From Liberate to Stimulate: A Bipartisan Agenda to Restore Limited Government and Revive America's Economy

Liberate to Stimulate Index

Few issues are as important to consumers as the safety and quality of their food—from microbial contaminants to pesticides, and from organics to obesity. Recent health scares—from salmonella-contaminated eggs to E. coli-contaminated spinach and tomatoes—show just how fragile the food chain can be. But, while these tragic events have led to calls for greater government oversight of the food supply, the nature of these scares shows that additional regulations or inspections are likely to do little to improve food safety. Poorly conceived government regulation often does as much to compromise food safety, affordability, and choice as to promote it—especially when the regulatory framework is focused on a fear-driven activist agenda rather than on basic principles of science and genuine safety.

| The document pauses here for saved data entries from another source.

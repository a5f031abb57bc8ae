pub mod domain;
pub mod ports;

pub use domain::{AdminCredentials, Entry, LoginError};
pub use ports::{EntryStore, PortError, PortResult};
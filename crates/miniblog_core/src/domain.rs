//! crates/miniblog_core/src/domain.rs
//!
//! Pure data structures for the application, independent of any database or
//! serialization format.

/// A single blog post: a title/text pair with a storage-assigned id.
///
/// Entries are immutable once created; ids increase monotonically, so a
/// larger id always means a newer entry.
#[derive(Debug, Clone, PartialEq, Eq)]
pub struct Entry {
    pub id: i64,
    pub title: String,
    pub text: String,
}

/// The reason a login attempt was rejected.
///
/// The `Display` text is shown verbatim on the re-rendered login form.
#[derive(Debug, Clone, Copy, PartialEq, Eq, thiserror::Error)]
pub enum LoginError {
    #[error("Invalid username")]
    InvalidUsername,
    #[error("Invalid password")]
    InvalidPassword,
}

/// The fixed administrator credentials loaded from configuration.
///
/// Credentials are compared as plain strings; hardening credential storage
/// (hashing, salting) is explicitly out of scope for this application.
#[derive(Debug, Clone)]
pub struct AdminCredentials {
    pub username: String,
    pub password: String,
}

impl AdminCredentials {
    /// Checks a submitted username/password pair. The username is compared
    /// first; the password is only consulted when the username matched.
    pub fn verify(&self, username: &str, password: &str) -> Result<(), LoginError> {
        if username != self.username {
            return Err(LoginError::InvalidUsername);
        }
        if password != self.password {
            return Err(LoginError::InvalidPassword);
        }
        Ok(())
    }
}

Too often, the government’s regulatory agenda favors politically expedient outcomes over those that would actually promote safety and availability. For example, the U.S. government maintains outmoded visual examination and “poke and sniff” food inspectors whose methods are incapable of detecting microbial pathogens. At the same time, heavy regulatory burdens make it difficult to introduce technologies, such as irradiation, that could cut the incidence of those pathogens by half or more. Americans consume nearly 1 billion meals every day, and microbial pathogens can be introduced at any stage in the food production and distribution system. Merely adding additional inspectors cannot realistically be expected to prevent future contaminations. Instead, the legal system should punish producers and sellers who are negligent in the handling or purchasing of the foods we eat. Food companies should be allowed the flexibility to adopt technologies and practices that can cut the incidence of foodborne contaminants.